A Thoroughbred racehorse and their jockey are lead towards the tunnel that leads through the grandstands at Hialeah Park. (Photo: ©Coady)

Hialeah Tunnel – ©Coady

There is a more sophisticated version of the argument: that a decoupled track could voluntarily continue funding purses at a leased facility. But decoupling, by definition, severs that obligation. Any post-decoupling purse arrangement would be discretionary and terminable — not a funding model anyone can build a breeding program around.

A 40-to-50-day meet cannot fill fields with sun-seeker ship-ins alone. Resident Florida-breds account for more than one-third of South Florida’s winter entries; without year-round racing, they relocate. The starting gate is barren and quality spirals. Diminished stakes program, no Pegasus, no glamour.

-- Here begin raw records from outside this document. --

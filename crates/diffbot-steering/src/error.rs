//! This module defines the error types used by the `diffbot-steering` crate.

#![warn(missing_docs)]

/// Error type for steering operations.
#[derive(Debug, Clone, PartialEq)]
pub enum SteeringError {
    /// Error for invalid arrival radius.
    /// This variant is returned when an arrival radius is provided that is not positive.
    InvalidArrivalRadius(&'static str),
    /// Error for an indeterminate turn direction.
    /// This variant is returned when the goal lies exactly on the ray behind
    /// the robot, where neither turn direction is preferable. Callers decide
    /// the fallback instead of the controller guessing.
    DegenerateHeading(&'static str),
}

impl core::fmt::Display for SteeringError {
    fn fmt(&self, f: &mut core::fmt::Formatter<'_>) -> core::fmt::Result {
        match self {
            SteeringError::InvalidArrivalRadius(msg) => {
                write!(f, "Invalid arrival radius: {}", msg)
            }
            SteeringError::DegenerateHeading(msg) => {
                write!(f, "Indeterminate turn direction: {}", msg)
            }
        }
    }
}

impl core::error::Error for SteeringError {}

The danger in moments like this is reaching for what is available rather than insisting on what is best. A venue with no barns, no training center, no purse funding, a decoupled owner and few runners may look like a lifeline. It is not. At best, a holding pattern. At worst, managed decline under the appearance of continuity.

The Legislative Landscape

Hialeah Park surrendered its Thoroughbred permit to the state in 2004 and now holds a Quarter Horse permit, which under current law caps Thoroughbred races at 50% of any racecard. A full Thoroughbred meet requires an outside permit.

Later today, the House is expected to pass CS/CS HB 881, as amended by the Commerce Committee’s strike-all, which stripped out all leasing, permit transfer, and relocation provisions. It is now a straight, immediate decoupling bill with no mechanism to move racing anywhere.

In the Senate, SB 1564 would provide that mechanism, broadening which facilities can be leased, to whom, and without voter approval. These provisions could resurface through conference or amendment at any stage.

The House has spoken. The Senate remains open.

Florida’s competitive advantage is not constrained to a single Miami-Dade zip code. It is a statewide ecosystem: Ocala’s breeding farms and training centers, the OBS sales company, winter training colonies, and a $3 billion agricultural industry. Protecting that ecosystem starts with decoupling vigilance, followed by patient insistence on a three-part test for every racetrack alternative: sustainable funding, race dates and purse viability, and willing partnerships.

Hialeah Park is a monument to a glorious era that ended. The flamingos remain. The fundamentals to support racing likely do not.

Steve Koch

Steve Koch is Administrative Vice President and industry economist for the Florida Thoroughbred Breeders’ and Owners’ Association.